Buying a smartwatch to monitor your health is a common habit, but if the promises involve medical functions such as needle-free blood glucose measurement, the risk of a scam is very high.
A report from the Federal Network Agency in Germany has caused a stir: checks carried out in 2025 revealed a large number of electronic devices sold in Europe that do not meet minimum safety requirements. The most alarming part? Many of these devices misrepresent their capabilities in the ‘medical’ field, posing a high risk to users.
The German investigation examined about 7.7 million electronic products, finding irregularities in a large share of the market. In physical stores, as much as 58% of the device models tested were rejected for not complying with the regulations, a figure that concerns around 1.9 million units.
Many issues are formal, such as the lack of the CE mark or instructions in the local language, but the most troubling part concerns smartwatches that simulate monitoring of blood sugar levels in the blood.
These gadgets, often sold online at rock-bottom prices, claim to measure blood glucose using sensors that technically have nothing to do with this function, or display purely random values based on statistical estimates, passing them off as real and reliable data.
The danger is medical in nature: currently there is no smartwatch capable of accurately measuring glucose autonomously and non-invasively.
To do so, a blood test or a certified subcutaneous sensor (CGM) is required. Relying on the skewed data from a cheap watch can push a person with diabetes toward disastrous decisions, such as delaying an insulin dose or ignoring the symptoms of a glycemic crisis because the device’s screen says everything is fine.

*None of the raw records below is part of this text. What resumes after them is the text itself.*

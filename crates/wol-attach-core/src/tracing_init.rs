//! Shared tracing/logging initialization.
//!
//! The CLI host and anything else embedding the bridge use the same pattern
//! for setting up `tracing_subscriber` with an env-filter and optional JSON
//! output. Logs always go to stderr so stdout stays free for terminal output.

use tracing_subscriber::{layer::SubscriberExt, util::SubscriberInitExt};

/// Initialise the global tracing subscriber.
///
/// * `default_filter` -- default `RUST_LOG` value when the env-var is not set
///   (e.g. `"wol_attach=info"`).
/// * `log_json` -- when `true`, emit structured JSON log lines instead of the
///   human-readable format.
pub fn init_tracing(default_filter: &str, log_json: bool) {
    let env_filter = tracing_subscriber::EnvFilter::new(
        std::env::var("RUST_LOG").unwrap_or_else(|_| default_filter.into()),
    );
    if log_json {
        tracing_subscriber::registry()
            .with(env_filter)
            .with(
                tracing_subscriber::fmt::layer()
                    .json()
                    .with_writer(std::io::stderr),
            )
            .init();
    } else {
        tracing_subscriber::registry()
            .with(env_filter)
            .with(tracing_subscriber::fmt::layer().with_writer(std::io::stderr))
            .init();
    }
}
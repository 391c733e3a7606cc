//! wol-attach Core Library
//!
//! Attaches a terminal display to a socket carrying a remote shell session:
//! - Attachment bridge with pluggable inbound extractor and outbound wrapper
//! - Socket readiness guard and binary input codec
//! - Disposable listener handles and a single-threaded event emitter
//! - Session-routing envelope, configuration, and tracing setup

pub mod attach;
pub mod binary;
pub mod config;
pub mod disposable;
pub mod envelope;
pub mod error;
pub mod event;
pub mod guard;
pub mod socket;
pub mod terminal;
#[cfg(any(test, feature = "test-utils"))]
pub mod testing;
pub mod tracing_init;

pub use attach::{AttachBridge, AttachOptions};
pub use config::Config;
pub use disposable::{Subscription, SubscriptionSet};
pub use envelope::SessionEnvelope;
pub use error::{Error, Result};
pub use event::{Emitter, Listener};
pub use socket::{CloseEvent, ErrorEvent, Frame, ReadyState, Socket};
pub use terminal::Terminal;
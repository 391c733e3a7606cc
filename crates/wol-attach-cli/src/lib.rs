//! wol-attach CLI Library
//!
//! Hosts the attachment bridge on a real WebSocket and the local terminal:
//! a `tokio-tungstenite` socket adapter, a byte-stream terminal, and the
//! single-threaded session loop that drives both.

pub mod raw_mode;
pub mod session;
pub mod stream_terminal;
pub mod ws_socket;
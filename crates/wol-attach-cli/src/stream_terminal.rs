//! Byte-stream [`Terminal`].
//!
//! Display output goes to any `std::io::Write` (stdout for the binary). Bytes
//! read from the local input stream become `data` events; input that is not
//! valid UTF-8 is forwarded as a `binary` event so no byte is lost.

use std::cell::{Ref, RefCell};
use std::io::Write;

use tracing::warn;

use wol_attach_core::{Emitter, Listener, Result, Subscription, Terminal};

pub struct StreamTerminal<W: Write> {
    output: RefCell<W>,
    /// Trailing bytes of an incomplete UTF-8 sequence from the last read.
    pending: RefCell<Vec<u8>>,
    data: Emitter<String>,
    binary: Emitter<String>,
}

impl<W: Write> StreamTerminal<W> {
    pub fn new(output: W) -> Self {
        Self {
            output: RefCell::new(output),
            pending: RefCell::new(Vec::new()),
            data: Emitter::new(),
            binary: Emitter::new(),
        }
    }

    /// Feed bytes read from local input.
    ///
    /// Errors raised by input listeners (a bridge sending on a dead socket)
    /// are returned to the caller.
    pub fn input(&self, bytes: &[u8]) -> Result<()> {
        let (data, binary) = {
            let mut pending = self.pending.borrow_mut();
            pending.extend_from_slice(bytes);
            split_input(&mut pending)
        };
        if let Some(text) = data {
            self.data.emit(&text)?;
        }
        if let Some(raw) = binary {
            self.binary.emit(&raw)?;
        }
        Ok(())
    }

    pub fn output(&self) -> Ref<'_, W> {
        self.output.borrow()
    }
}

/// Take what can be emitted from `pending`.
///
/// Returns the decodable text and, when an invalid sequence shows up, the
/// remaining bytes encoded one char per byte. An incomplete sequence at the
/// end stays in `pending` for the next read.
fn split_input(pending: &mut Vec<u8>) -> (Option<String>, Option<String>) {
    let (valid, rest_is_invalid) = match std::str::from_utf8(pending.as_slice()) {
        Ok(_) => (pending.len(), false),
        Err(e) => (e.valid_up_to(), e.error_len().is_some()),
    };

    let text: Vec<u8> = pending.drain(..valid).collect();
    let data = String::from_utf8(text).ok().filter(|s| !s.is_empty());

    let binary = if rest_is_invalid {
        let raw: String = pending.drain(..).map(char::from).collect();
        Some(raw)
    } else {
        None
    };
    (data, binary)
}

impl<W: Write> Terminal for StreamTerminal<W> {
    fn write_str(&self, data: &str) {
        self.write_bytes(data.as_bytes());
    }

    fn write_bytes(&self, data: &[u8]) {
        let mut output = self.output.borrow_mut();
        if let Err(e) = output.write_all(data).and_then(|()| output.flush()) {
            warn!(error = %e, "Failed to write terminal output");
        }
    }

    fn on_data(&self, listener: Listener<String>) -> Subscription {
        self.data.subscribe(listener)
    }

    fn on_binary(&self, listener: Listener<String>) -> Subscription {
        self.binary.subscribe(listener)
    }
}
#[derive(Debug, thiserror::Error)]
pub enum CoreError {
    #[error("invalid input: {0}")]
    InvalidInput(String),
    #[error("invalid configuration for {key}: {reason}")]
    InvalidConfig { key: &'static str, reason: String },
    #[error("{field} must be an array, found {found}")]
    NotASequence {
        field: &'static str,
        found: &'static str,
    },
}

pub type CoreResult<T> = std::result::Result<T, CoreError>;
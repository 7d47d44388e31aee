//! Constants used throughout the core crate.
//!
//! Every fixed value that appears in a response payload lives here so the literal shapes
//! stay consistent between the REST API and the CLI.

/// Version reported by `/health` and `/api/status`.
pub const API_VERSION: &str = "1.0.0";

/// Human readable service name reported by `/api/status`.
pub const SERVICE_NAME: &str = "Medical Form Processing API";

/// Operational status reported by `/api/status`.
pub const SERVICE_STATUS: &str = "operational";

/// Default listening port when `PORT` is unset.
pub const DEFAULT_PORT: u16 = 3001;

/// Default bind address when `MEDFORM_HOST` is unset.
pub const DEFAULT_HOST: [u8; 4] = [0, 0, 0, 0];

/// Default maximum request body size (50 MiB).
pub const DEFAULT_BODY_LIMIT_BYTES: usize = 50 * 1024 * 1024;

/// Form type used when a request does not name one.
pub const DEFAULT_FORM_TYPE: &str = "medical";

/// Confidence reported for every extraction.
pub const EXTRACTION_CONFIDENCE: f64 = 0.94;

/// Engine label reported for every extraction.
pub const OCR_ENGINE: &str = "MedForm OCR (simulated)";

/// Processing time reported for every extraction.
pub const PROCESSING_TIME: &str = "1.2s";

pub const EXTRACTION_MESSAGE: &str = "Form data extracted successfully";

/// Risk score attached to each validated medication.
pub const MEDICATION_RISK_SCORE: f64 = 0.05;

/// Risk score reported for a whole validation request.
pub const OVERALL_RISK_SCORE: f64 = 0.03;

pub const FHIR_MESSAGE: &str = "FHIR bundle generated successfully";

/// Family name of the generated Patient resource.
pub const FHIR_PATIENT_FAMILY: &str = "Doe";

/// Given names of the generated Patient resource.
pub const FHIR_PATIENT_GIVEN: &[&str] = &["John"];

/// Birth date used when the request carries no usable one.
pub const FHIR_DEFAULT_BIRTH_DATE: &str = "1985-03-15";

/// Paths served by the REST API, in the order `/api/status` lists them.
pub const ENDPOINTS: [&str; 5] = [
    "/health",
    "/api/extract-form",
    "/api/validate-medications",
    "/api/generate-fhir",
    "/api/status",
];
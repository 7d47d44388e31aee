//! FHIR-aligned Bundle wire model and JSON translation helpers.
//!
//! Responsibilities:
//! - Define the bundle envelope (`resourceType`, `id`, `type`, `timestamp`, `entry`)
//! - Tag embedded resources by `resourceType`
//! - Parse bundles strictly, surfacing the failing JSON path on schema mismatch
//! - Render bundles back to JSON
//!
//! Notes:
//! - Only the Patient resource is modelled; any other `resourceType` inside an entry is a
//!   schema mismatch.

use crate::patient::PatientResource;
use crate::{FhirError, FhirResult};
use chrono::DateTime;
use serde::{Deserialize, Serialize};
use utoipa::ToSchema;

const BUNDLE_RESOURCE_TYPE: &str = "Bundle";

/// Indicates the purpose of a bundle.
#[derive(Clone, Copy, Debug, PartialEq, Eq, Deserialize, Serialize, ToSchema)]
#[serde(rename_all = "lowercase")]
pub enum BundleType {
    Transaction,
    Batch,
    Collection,
    Document,
}

/// HTTP verb of a transaction entry request.
#[derive(Clone, Copy, Debug, PartialEq, Eq, Deserialize, Serialize, ToSchema)]
#[serde(rename_all = "UPPERCASE")]
pub enum HttpVerb {
    Get,
    Post,
    Put,
    Delete,
}

/// A resource carried in a bundle entry, tagged by `resourceType`.
#[derive(Clone, Debug, PartialEq, Eq, Deserialize, Serialize, ToSchema)]
#[serde(tag = "resourceType")]
pub enum Resource {
    Patient(PatientResource),
}

/// Transaction request attached to an entry.
#[derive(Clone, Debug, PartialEq, Eq, Deserialize, Serialize, ToSchema)]
#[serde(deny_unknown_fields)]
pub struct BundleRequest {
    pub method: HttpVerb,
    pub url: String,
}

/// One entry in a bundle.
#[derive(Clone, Debug, PartialEq, Eq, Deserialize, Serialize, ToSchema)]
#[serde(deny_unknown_fields)]
pub struct BundleEntry {
    #[serde(rename = "fullUrl", skip_serializing_if = "Option::is_none")]
    pub full_url: Option<String>,

    pub resource: Resource,

    #[serde(skip_serializing_if = "Option::is_none")]
    pub request: Option<BundleRequest>,
}

impl BundleEntry {
    /// An entry that creates `patient` when the bundle is submitted as a transaction.
    pub fn create_patient(patient: PatientResource) -> Self {
        Self {
            full_url: Some(format!("urn:uuid:{}", patient.id)),
            resource: Resource::Patient(patient),
            request: Some(BundleRequest {
                method: HttpVerb::Post,
                url: "Patient".into(),
            }),
        }
    }
}

/// A FHIR Bundle.
#[derive(Clone, Debug, PartialEq, Eq, Deserialize, Serialize, ToSchema)]
#[serde(deny_unknown_fields)]
pub struct Bundle {
    #[serde(rename = "resourceType")]
    pub resource_type: String,

    pub id: String,

    #[serde(rename = "type")]
    pub bundle_type: BundleType,

    /// When the bundle was assembled (RFC 3339).
    pub timestamp: String,

    #[serde(default)]
    pub entry: Vec<BundleEntry>,
}

impl Bundle {
    /// Create an empty transaction bundle.
    pub fn transaction(id: impl Into<String>, timestamp: impl Into<String>) -> Self {
        Self {
            resource_type: BUNDLE_RESOURCE_TYPE.into(),
            id: id.into(),
            bundle_type: BundleType::Transaction,
            timestamp: timestamp.into(),
            entry: Vec::new(),
        }
    }

    /// Append an entry, returning the bundle for chaining.
    pub fn with_entry(mut self, entry: BundleEntry) -> Self {
        self.entry.push(entry);
        self
    }

    /// Iterate the Patient resources embedded in this bundle.
    pub fn patients(&self) -> impl Iterator<Item = &PatientResource> {
        self.entry.iter().map(|e| match &e.resource {
            Resource::Patient(p) => p,
        })
    }

    /// Parse a bundle from JSON text.
    ///
    /// This uses `serde_path_to_error` to surface a best-effort path (e.g.
    /// `entry[0].resource.name`) to the failing field when the JSON does not match the wire
    /// schema.
    ///
    /// # Errors
    ///
    /// Returns [`FhirError`] if:
    /// - the JSON does not represent a valid bundle,
    /// - any unknown keys are present,
    /// - resourceType is not "Bundle",
    /// - the timestamp is not RFC 3339,
    /// - a Patient carries a malformed `birthDate`.
    pub fn parse(json_text: &str) -> FhirResult<Bundle> {
        let mut deserializer = serde_json::Deserializer::from_str(json_text);

        let bundle = match serde_path_to_error::deserialize::<_, Bundle>(&mut deserializer) {
            Ok(parsed) => parsed,
            Err(err) => {
                let path = err.path().to_string();
                let source = err.into_inner();
                let path = if path.is_empty() || path == "." {
                    "<root>"
                } else {
                    path.as_str()
                };
                return Err(FhirError::Translation(format!(
                    "Bundle schema mismatch at {path}: {source}"
                )));
            }
        };
        deserializer.end()?;

        if bundle.resource_type != BUNDLE_RESOURCE_TYPE {
            return Err(FhirError::InvalidInput(format!(
                "Expected resourceType 'Bundle', got '{}'",
                bundle.resource_type
            )));
        }

        DateTime::parse_from_rfc3339(&bundle.timestamp).map_err(|e| {
            FhirError::InvalidInput(format!("invalid timestamp '{}': {e}", bundle.timestamp))
        })?;

        for patient in bundle.patients() {
            patient.parsed_birth_date()?;
        }

        Ok(bundle)
    }

    /// Render the bundle as pretty-printed JSON.
    ///
    /// # Errors
    ///
    /// Returns [`FhirError`] if serialisation fails.
    pub fn render(&self) -> FhirResult<String> {
        serde_json::to_string_pretty(self)
            .map_err(|e| FhirError::Translation(format!("Failed to serialise bundle: {e}")))
    }
}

A test of the Kospet iHeal 6 model, for example, showed variations so large relative to reality that they could dangerously affect medication management.
The scale of the fraud has driven authorities to an unprecedented crackdown. In the last year alone, customs authorities blocked at the border over 359,000 suspected devices, examining thousands of shipments destined for the European market. In parallel, more than 1,200 listings were removed from e-commerce sites, relating to about five million potentially dangerous products.
The message from European checks is clear: if a smartwatch promises to measure blood glucose without needles and is sold at a ridiculously low price, it almost certainly is lying. Technology is making important strides in health, but we have not yet reached a point where a wrist sensor can replace true medical instruments and examinations.